>>

//! Adapters that turn caller code into rules, validators and presenters.
//!
//! - [`RuleFn`] and [`AsyncRuleFn`] wrap closures as rules
//! - [`ProjectedRule`] reuses a rule for a general type on a specific one
//! - [`Immediate`] lifts synchronous rules and validators into the async ports
//! - [`TracingPresenter`] is a headless [`crate::ports::SummaryPresenter`]

mod immediate;
mod projected;
mod rule_fn;
mod tracing_presenter;

pub use immediate::Immediate;
pub use projected::ProjectedRule;
pub use rule_fn::{AsyncRuleFn, RuleFn, rule_fn};
pub use tracing_presenter::TracingPresenter;
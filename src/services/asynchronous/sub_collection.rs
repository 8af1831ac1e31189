//! Asynchronous validation of a collection reached from a parent object.

use super::{
    AsyncRuleBasedValidator, AsyncValidatorCombiner,
    gate::{Gate, Open},
};
use crate::{
    domain::Summary,
    ports::{AsyncRule, AsyncValidator, CancellableResult},
    services::Elements,
};
use async_trait::async_trait;
use std::fmt;
use tokio_util::sync::CancellationToken;

type Selector<T, U> = Box<dyn for<'a> Fn(&'a T) -> Elements<'a, U> + Send + Sync>;

/// Asynchronous counterpart of [`crate::services::SubCollectionValidator`].
///
/// Elements are validated one at a time in selector order.
pub struct AsyncSubCollectionValidator<T: ?Sized, U: Sync> {
    selector: Selector<T, U>,
    validator: Box<dyn AsyncValidator<U>>,
}

impl<T: ?Sized, U: Sync> AsyncSubCollectionValidator<T, U> {
    /// Creates a validator applying `validator` to every selected element.
    #[must_use]
    pub fn new<S, V>(selector: S, validator: V) -> Self
    where
        S: for<'a> Fn(&'a T) -> Elements<'a, U> + Send + Sync + 'static,
        V: AsyncValidator<U> + 'static,
    {
        Self {
            selector: Box::new(selector),
            validator: Box::new(validator),
        }
    }

    /// Creates a validator over a slice borrowed from the parent object.
    #[must_use]
    pub fn over_slice<S, V>(selector: S, validator: V) -> Self
    where
        S: Fn(&T) -> &[U] + Send + Sync + 'static,
        V: AsyncValidator<U> + 'static,
    {
        Self::new(move |parent: &T| Box::new(selector(parent).iter()), validator)
    }

    /// Creates a validator applying an ordered rule list to every element.
    #[must_use]
    pub fn from_rules<S>(
        selector: S,
        rules: impl IntoIterator<Item = Box<dyn AsyncRule<U>>>,
    ) -> Self
    where
        S: for<'a> Fn(&'a T) -> Elements<'a, U> + Send + Sync + 'static,
        U: 'static,
    {
        Self::new(selector, AsyncRuleBasedValidator::from_rules(rules))
    }

    /// Creates a validator running several validators, in order, on every
    /// element.
    #[must_use]
    pub fn from_validators<S>(
        selector: S,
        validators: impl IntoIterator<Item = Box<dyn AsyncValidator<U>>>,
    ) -> Self
    where
        S: for<'a> Fn(&'a T) -> Elements<'a, U> + Send + Sync + 'static,
        U: 'static,
    {
        Self::new(selector, AsyncValidatorCombiner::from_validators(validators))
    }

    async fn run<G: Gate>(&self, object: &T, gate: &G) -> Result<Summary, G::Error> {
        let mut summaries = Vec::new();
        for element in (self.selector)(object) {
            gate.check()?;
            summaries.push(gate.validate(self.validator.as_ref(), element).await?);
        }
        Ok(Summary::merge(summaries))
    }
}

impl<T: ?Sized, U: Sync> fmt::Debug for AsyncSubCollectionValidator<T, U> {
    fn fmt(&self, f: &mut fmt::Formatter<'_>) -> fmt::Result {
        f.debug_struct("AsyncSubCollectionValidator")
            .finish_non_exhaustive()
    }
}

#[async_trait]
impl<T: ?Sized + Sync, U: Sync> AsyncValidator<T> for AsyncSubCollectionValidator<T, U> {
    async fn validate(&self, object: &T) -> Summary {
        let Ok(summary) = self.run(object, &Open).await;
        summary
    }

    async fn validate_cancellable(
        &self,
        object: &T,
        token: &CancellationToken,
    ) -> CancellableResult<Summary> {
        self.run(object, token).await
    }
}
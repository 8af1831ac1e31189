//! Rulebook: composable rule-based validation of domain objects.
//!
//! Rules inspect one object and report an [`domain::Outcome`]. Validators
//! run rules, or other validators, and aggregate the outcomes into a
//! severity-ordered [`domain::Summary`] that callers use to decide whether
//! a process may continue.
//!
//! # Architecture
//!
//! The crate follows hexagonal architecture principles:
//!
//! - **Domain**: Severities, outcomes and summaries ([`domain`])
//! - **Ports**: The rule, validator and presenter contracts ([`ports`])
//! - **Services**: Validators composed from the ports ([`services`])
//! - **Adapters**: Closure-backed rules, projections and a logging presenter
//!   ([`adapters`])
//!
//! # Example
//!
//! ```
//! use rulebook::adapters::RuleFn;
//! use rulebook::domain::{FailureSeverity, IntoFailure, Outcome, Severity};
//! use rulebook::ports::Validator;
//! use rulebook::services::RuleBasedValidator;
//!
//! struct Registration {
//!     password: String,
//!     confirmation: String,
//! }
//!
//! let validator = RuleBasedValidator::new()
//!     .with_rule(RuleFn::new(|form: &Registration| {
//!         if form.password == form.confirmation {
//!             Outcome::success()
//!         } else {
//!             "The two passwords differ.".into_failure(FailureSeverity::Error)
//!         }
//!     }))
//!     .with_rule(RuleFn::new(|form: &Registration| {
//!         if form.password.len() < 8 {
//!             "The password is weak.".into_failure(FailureSeverity::Warning)
//!         } else {
//!             Outcome::success()
//!         }
//!     }));
//!
//! let form = Registration {
//!     password: "hunter2".to_owned(),
//!     confirmation: "hunter3".to_owned(),
//! };
//! let summary = validator.validate(&form);
//!
//! assert_eq!(summary.severity(), Severity::Error);
//! assert_eq!(summary.failures().count(), 2);
//! ```

pub mod adapters;
pub mod domain;
pub mod ports;
pub mod services;

#[cfg(test)]
mod tests;
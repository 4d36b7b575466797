//! Legacy single-quote rewriting.
//!
//! Rewrites every `'...'` span (no `'` inside) as a double-quoted string,
//! escaping embedded `"`. Spans whose content contains `{` or `[` are left
//! alone, on the guess that they are structure rather than a string.
//!
//! # Limitations
//!
//! This is a textual heuristic, not a tokenizer. Apostrophes pair up across
//! unrelated text (`// don't` followed later by `'x'`), escaped quotes such
//! as `'it\'s'` split the span, and a real string that happens to contain a
//! bracket keeps its single quotes. The literal parser reads both quote
//! styles, so the normalizer only runs this pass when
//! `normalizer.legacy_quote_pass` is set.

use regex::{Captures, Regex};
use std::borrow::Cow;
use std::sync::LazyLock;

static SINGLE_QUOTED: LazyLock<Regex> =
    LazyLock::new(|| Regex::new(r"'([^']*)'").expect("single-quote pattern is valid"));

/// Apply the single-to-double quote rewrite to `src`.
pub fn normalize_quotes(src: &str) -> Cow<'_, str> {
    SINGLE_QUOTED.replace_all(src, |caps: &Captures<'_>| {
        let text = &caps[1];
        if text.contains(['{', '[']) {
            format!("'{text}'")
        } else {
            format!("\"{}\"", text.replace('"', "\\\""))
        }
    })
}
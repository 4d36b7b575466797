//! Test builders — ergonomic constructors for `Record` and source text.
//!
//! These builders are designed for readability in test assertions, not for
//! production use.

use jobpatra_core::Record;

// ---------------------------------------------------------------------------
// RecordBuilder
// ---------------------------------------------------------------------------

/// Fluent builder for [`Record`] fixtures.
///
/// ```rust
/// let record = RecordBuilder::new("Wipro")
///     .state("Karnataka")
///     .city("Bengaluru")
///     .roles(&["Developer"])
///     .build();
/// ```
pub struct RecordBuilder {
    record: Record,
}

impl RecordBuilder {
    pub fn new(company: impl Into<String>) -> Self {
        Self {
            record: Record {
                company: Some(company.into()),
                ..Record::default()
            },
        }
    }

    pub fn state(mut self, state: impl Into<String>) -> Self {
        self.record.state = Some(state.into());
        self
    }

    pub fn city(mut self, city: impl Into<String>) -> Self {
        self.record.city = Some(city.into());
        self
    }

    pub fn sector(mut self, sector: impl Into<String>) -> Self {
        self.record.sector = Some(sector.into());
        self
    }

    pub fn roles(mut self, roles: &[&str]) -> Self {
        self.record.roles = Some(roles.iter().map(|r| r.to_string()).collect());
        self
    }

    pub fn extra(mut self, key: impl Into<String>, value: impl Into<serde_json::Value>) -> Self {
        self.record.extra.insert(key.into(), value.into());
        self
    }

    pub fn build(self) -> Record {
        self.record
    }
}

// ---------------------------------------------------------------------------
// Source text
// ---------------------------------------------------------------------------

/// Render records as a JS-literal block with single-quoted strings,
/// unquoted keys, one record per line, and trailing commas.
///
/// String values must not contain `'` or `\`.
pub fn js_block(name: &str, records: &[Record]) -> String {
    let mut out = format!("window.{name} = [\n");
    for record in records {
        let value = serde_json::to_value(record).expect("record serializes");
        out.push_str("  ");
        push_js_value(&mut out, &value);
        out.push_str(",\n");
    }
    out.push_str("];\n");
    out
}

fn push_js_value(out: &mut String, value: &serde_json::Value) {
    match value {
        serde_json::Value::String(s) => {
            out.push('\'');
            out.push_str(s);
            out.push('\'');
        }
        serde_json::Value::Array(items) => {
            out.push('[');
            for item in items {
                push_js_value(out, item);
                out.push_str(", ");
            }
            out.push(']');
        }
        serde_json::Value::Object(map) => {
            out.push_str("{ ");
            for (key, item) in map {
                out.push_str(key);
                out.push_str(": ");
                push_js_value(out, item);
                out.push_str(", ");
            }
            out.push('}');
        }
        other => out.push_str(&other.to_string()),
    }
}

<<

● ACTIVITY
Please state only the number of lines above that hold the string "Open".

● FINISHED TASK
2